Exercise
The response should be the lines of the data, starting at the first and ending at the one that contains "let mut seen = HashSet::new();", copied without change.

_ _ _ _ _ _ _

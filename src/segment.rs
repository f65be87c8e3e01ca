//! Segment Fitter.
//!
//! Each body segment is a rigid cluster of markers with fixed coordinates
//! in the segment's local frame. Per frame, the rotation and translation
//! mapping the template onto the visible markers is found by least squares
//! (Kabsch / orthogonal Procrustes).

use std::collections::HashSet;
use std::thread;

use log::{debug, info};
use nalgebra::{Matrix3, Rotation3, Vector3};

use crate::config::FitConfig;
use crate::error::{Error, Result, UnresolvedReason, Warning};
use crate::markers::Marker;
use crate::trajectory::{SampleStatus, TrajectoryLayer};
use crate::{dist_3d, mean, standard_dev, Position};

/// Marker coordinates of one segment in its own frame.
#[derive(Debug, Clone, PartialEq)]
pub struct SegmentTemplate {
    pub name: String,
    markers: Vec<(Marker, Position)>,
}

impl SegmentTemplate {
    pub fn new(name: impl Into<String>, markers: Vec<(Marker, Position)>) -> Result<SegmentTemplate> {
        let name = name.into();
        if markers.len() < 3 {
            return Err(Error::InvalidModel(format!(
                "segment {} has {} markers, at least 3 needed",
                name,
                markers.len()
            )));
        }
        let mut seen = HashSet::new();
        for (m, _) in &markers {
            if !seen.insert(*m) {
                return Err(Error::InvalidModel(format!(
                    "segment {} lists {} twice",
                    name, m
                )));
            }
        }
        Ok(SegmentTemplate { name, markers })
    }

    pub fn markers(&self) -> &[(Marker, Position)] {
        &self.markers
    }
}

/// Orientation and position of a segment's local frame in the laboratory
/// frame at one instant: `global = rotation * local + translation`.
#[derive(Debug, Clone, Copy, PartialEq)]
pub struct SegmentPose {
    pub rotation: Rotation3<f64>,
    pub translation: Vector3<f64>,
    /// RMS distance (mm) between fitted and observed markers.
    pub rms_residual: f64,
    pub markers_used: usize,
    /// How many of the markers used were interpolated.
    pub interpolated_used: usize,
    pub low_confidence: bool,
}

impl SegmentPose {
    pub fn transform_point(&self, local: &Position) -> Position {
        self.rotation * local + self.translation
    }
}

#[derive(Debug, Clone, PartialEq)]
pub struct PoseSeries {
    pub segment: String,
    poses: Vec<Option<SegmentPose>>,
}

impl PoseSeries {
    pub fn poses(&self) -> &[Option<SegmentPose>] {
        &self.poses
    }

    pub fn pose(&self, frame: usize) -> Option<&SegmentPose> {
        self.poses.get(frame).and_then(|p| p.as_ref())
    }

    pub fn unresolved_count(&self) -> usize {
        self.poses.iter().filter(|p| p.is_none()).count()
    }

    /// Mean and standard deviation of the residual over resolved frames.
    pub fn residual_summary(&self) -> (f64, f64) {
        let residuals: Vec<f64> = self.poses.iter().flatten().map(|p| p.rms_residual).collect();
        (mean(&residuals), standard_dev(&residuals))
    }

    /// One coordinate of the segment origin, `None` where unresolved.
    pub fn origin_axis(&self, axis: usize) -> Vec<Option<f64>> {
        self.poses.iter().map(|p| p.map(|p| p.translation[axis])).collect()
    }
}

#[derive(Debug, Clone, PartialEq)]
pub struct PoseLayer {
    frame_count: usize,
    series: Vec<PoseSeries>,
}

impl PoseLayer {
    pub fn series(&self) -> &[PoseSeries] {
        &self.series
    }

    pub fn segment(&self, name: &str) -> Option<&PoseSeries> {
        self.series.iter().find(|s| s.segment == name)
    }

    pub fn frame_count(&self) -> usize {
        self.frame_count
    }
}

/// Best rigid transform mapping `reference` onto `observed` (paired by
/// index). Returns the rotation, translation and RMS residual.
pub fn rigid_fit(
    reference: &[Position],
    observed: &[Position],
    collinearity_tolerance: f64,
) -> std::result::Result<(Rotation3<f64>, Vector3<f64>, f64), UnresolvedReason> {
    let n = reference.len().min(observed.len());
    if n < 3 {
        return Err(UnresolvedReason::TooFewMarkers(n));
    }
    let reference = &reference[..n];
    let observed = &observed[..n];
    if spread(reference) < collinearity_tolerance || spread(observed) < collinearity_tolerance {
        return Err(UnresolvedReason::Collinear);
    }

    let p_mean = centroid(reference);
    let q_mean = centroid(observed);
    let mut h = Matrix3::zeros();
    for (p, q) in reference.iter().zip(observed) {
        h += (p - p_mean) * (q - q_mean).transpose();
    }
    let svd = h.svd(true, true);
    let (u, v_t) = match (svd.u, svd.v_t) {
        (Some(u), Some(v_t)) => (u, v_t),
        _ => return Err(UnresolvedReason::Collinear),
    };
    let v = v_t.transpose();
    // Reflection guard.
    let d = if (v * u.transpose()).determinant() < 0.0 { -1.0 } else { 1.0 };
    let correction = Matrix3::from_diagonal(&Vector3::new(1.0, 1.0, d));
    let rotation = Rotation3::from_matrix_unchecked(v * correction * u.transpose());
    let translation = q_mean - rotation * p_mean;

    let squared: f64 = reference
        .iter()
        .zip(observed)
        .map(|(p, q)| {
            let fitted = rotation * p + translation;
            dist_3d(fitted.as_slice(), q.as_slice()).powi(2)
        })
        .sum();
    Ok((rotation, translation, (squared / n as f64).sqrt()))
}

fn centroid(points: &[Position]) -> Position {
    points.iter().fold(Position::zeros(), |acc, p| acc + p) / points.len() as f64
}

/// RMS distance of the points from their best-fit line (mm).
fn spread(points: &[Position]) -> f64 {
    let c = centroid(points);
    let mut cov = Matrix3::zeros();
    for p in points {
        let d = p - c;
        cov += d * d.transpose();
    }
    let mut eigen: Vec<f64> = cov.symmetric_eigenvalues().iter().copied().collect();
    eigen.sort_by(|a, b| b.total_cmp(a));
    // Variance off the principal axis.
    ((eigen[1] + eigen[2]).max(0.0) / points.len() as f64).sqrt()
}

/// Fits one segment at one frame.
pub fn fit_frame(
    template: &SegmentTemplate,
    trajectories: &TrajectoryLayer,
    frame: usize,
    config: &FitConfig,
) -> std::result::Result<SegmentPose, UnresolvedReason> {
    let mut reference = Vec::with_capacity(template.markers.len());
    let mut observed = Vec::with_capacity(template.markers.len());
    let mut interpolated_used = 0;
    for (marker, local) in &template.markers {
        let Some(t) = trajectories.marker(*marker) else {
            continue;
        };
        let usable = match t.status(frame) {
            Some(SampleStatus::Raw) => true,
            Some(SampleStatus::Interpolated) => config.use_interpolated,
            _ => false,
        };
        if let (true, Some(p)) = (usable, t.position(frame)) {
            if t.is_interpolated(frame) {
                interpolated_used += 1;
            }
            reference.push(*local);
            observed.push(p);
        }
    }
    if observed.len() < config.min_markers.max(3) {
        return Err(UnresolvedReason::TooFewMarkers(observed.len()));
    }
    let (rotation, translation, rms_residual) =
        rigid_fit(&reference, &observed, config.collinearity_tolerance_mm)?;
    Ok(SegmentPose {
        rotation,
        translation,
        rms_residual,
        markers_used: observed.len(),
        interpolated_used,
        low_confidence: rms_residual > config.residual_threshold_mm,
    })
}

/// Runs `f` over `0..n`, split in contiguous chunks across `workers`
/// threads. Results keep frame order.
fn map_frames<T, F>(n: usize, workers: usize, f: F) -> Vec<T>
where
    T: Send,
    F: Fn(usize) -> T + Sync,
{
    if workers <= 1 || n < 2 * workers {
        return (0..n).map(f).collect();
    }
    let chunk = (n + workers - 1) / workers;
    let f = &f;
    thread::scope(|s| {
        let handles: Vec<_> = (0..n)
            .step_by(chunk)
            .map(|start| {
                let end = (start + chunk).min(n);
                s.spawn(move || (start..end).map(f).collect::<Vec<T>>())
            })
            .collect();
        handles
            .into_iter()
            .flat_map(|h| match h.join() {
                Ok(v) => v,
                Err(e) => std::panic::resume_unwind(e),
            })
            .collect()
    })
}

/// Fits one segment over the whole trial.
pub fn fit_segment(
    template: &SegmentTemplate,
    trajectories: &TrajectoryLayer,
    frame_count: usize,
    config: &FitConfig,
) -> (PoseSeries, Vec<Warning>) {
    let results = map_frames(frame_count, config.workers, |frame| {
        fit_frame(template, trajectories, frame, config)
    });

    let mut warnings = Vec::new();
    let mut run: Option<(usize, usize, UnresolvedReason)> = None;
    let mut poses = Vec::with_capacity(frame_count);
    for (frame, result) in results.into_iter().enumerate() {
        match result {
            Ok(pose) => {
                if let Some((start, end, reason)) = run.take() {
                    warnings.push(unresolved(template, start, end, reason));
                }
                if pose.low_confidence {
                    warnings.push(Warning::LowConfidenceFit {
                        segment: template.name.clone(),
                        frame,
                        rms_mm: pose.rms_residual,
                    });
                }
                poses.push(Some(pose));
            }
            Err(reason) => {
                run = match run {
                    Some((start, end, r)) if r == reason && end + 1 == frame => {
                        Some((start, frame, r))
                    }
                    Some((start, end, r)) => {
                        warnings.push(unresolved(template, start, end, r));
                        Some((frame, frame, reason))
                    }
                    None => Some((frame, frame, reason)),
                };
                poses.push(None);
            }
        }
    }
    if let Some((start, end, reason)) = run {
        warnings.push(unresolved(template, start, end, reason));
    }

    let series = PoseSeries {
        segment: template.name.clone(),
        poses,
    };
    let (residual, residual_sd) = series.residual_summary();
    debug!(
        "{}: {} unresolved frames, residual {:.2} +/- {:.2} mm",
        series.segment,
        series.unresolved_count(),
        residual,
        residual_sd
    );
    (series, warnings)
}

fn unresolved(template: &SegmentTemplate, start: usize, end: usize, reason: UnresolvedReason) -> Warning {
    Warning::UnresolvedPose {
        segment: template.name.clone(),
        start,
        end,
        reason,
    }
}

/// Fits every segment template over the whole trial.
pub fn fit(
    templates: &[SegmentTemplate],
    trajectories: &TrajectoryLayer,
    frame_count: usize,
    config: &FitConfig,
) -> (PoseLayer, Vec<Warning>) {
    let mut series = Vec::with_capacity(templates.len());
    let mut warnings = Vec::new();
    for template in templates {
        let (s, w) = fit_segment(template, trajectories, frame_count, config);
        series.push(s);
        warnings.extend(w);
    }
    let unresolved: usize = series.iter().map(|s| s.unresolved_count()).sum();
    info!(
        "Segments: {} fitted over {} frames, {} unresolved poses.",
        series.len(),
        frame_count,
        unresolved
    );
    (
        PoseLayer {
            frame_count,
            series,
        },
        warnings,
    )
}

_ _ _ _ _ _ _

Task solution
filename src/segment.rs
repository f65be87c8e3e01ca
//! Segment Fitter.
//!
//! Each body segment is a rigid cluster of markers with fixed coordinates
//! in the segment's local frame. Per frame, the rotation and translation
//! mapping the template onto the visible markers is found by least squares
//! (Kabsch / orthogonal Procrustes).

use std::collections::HashSet;
use std::thread;

use log::{debug, info};
use nalgebra::{Matrix3, Rotation3, Vector3};

use crate::config::FitConfig;
use crate::error::{Error, Result, UnresolvedReason, Warning};
use crate::markers::Marker;
use crate::trajectory::{SampleStatus, TrajectoryLayer};
use crate::{dist_3d, mean, standard_dev, Position};

/// Marker coordinates of one segment in its own frame.
#[derive(Debug, Clone, PartialEq)]
pub struct SegmentTemplate {
    pub name: String,
    markers: Vec<(Marker, Position)>,
}

impl SegmentTemplate {
    pub fn new(name: impl Into<String>, markers: Vec<(Marker, Position)>) -> Result<SegmentTemplate> {
        let name = name.into();
        if markers.len() < 3 {
            return Err(Error::InvalidModel(format!(
                "segment {} has {} markers, at least 3 needed",
                name,
                markers.len()
            )));
        }
        let mut seen = HashSet::new();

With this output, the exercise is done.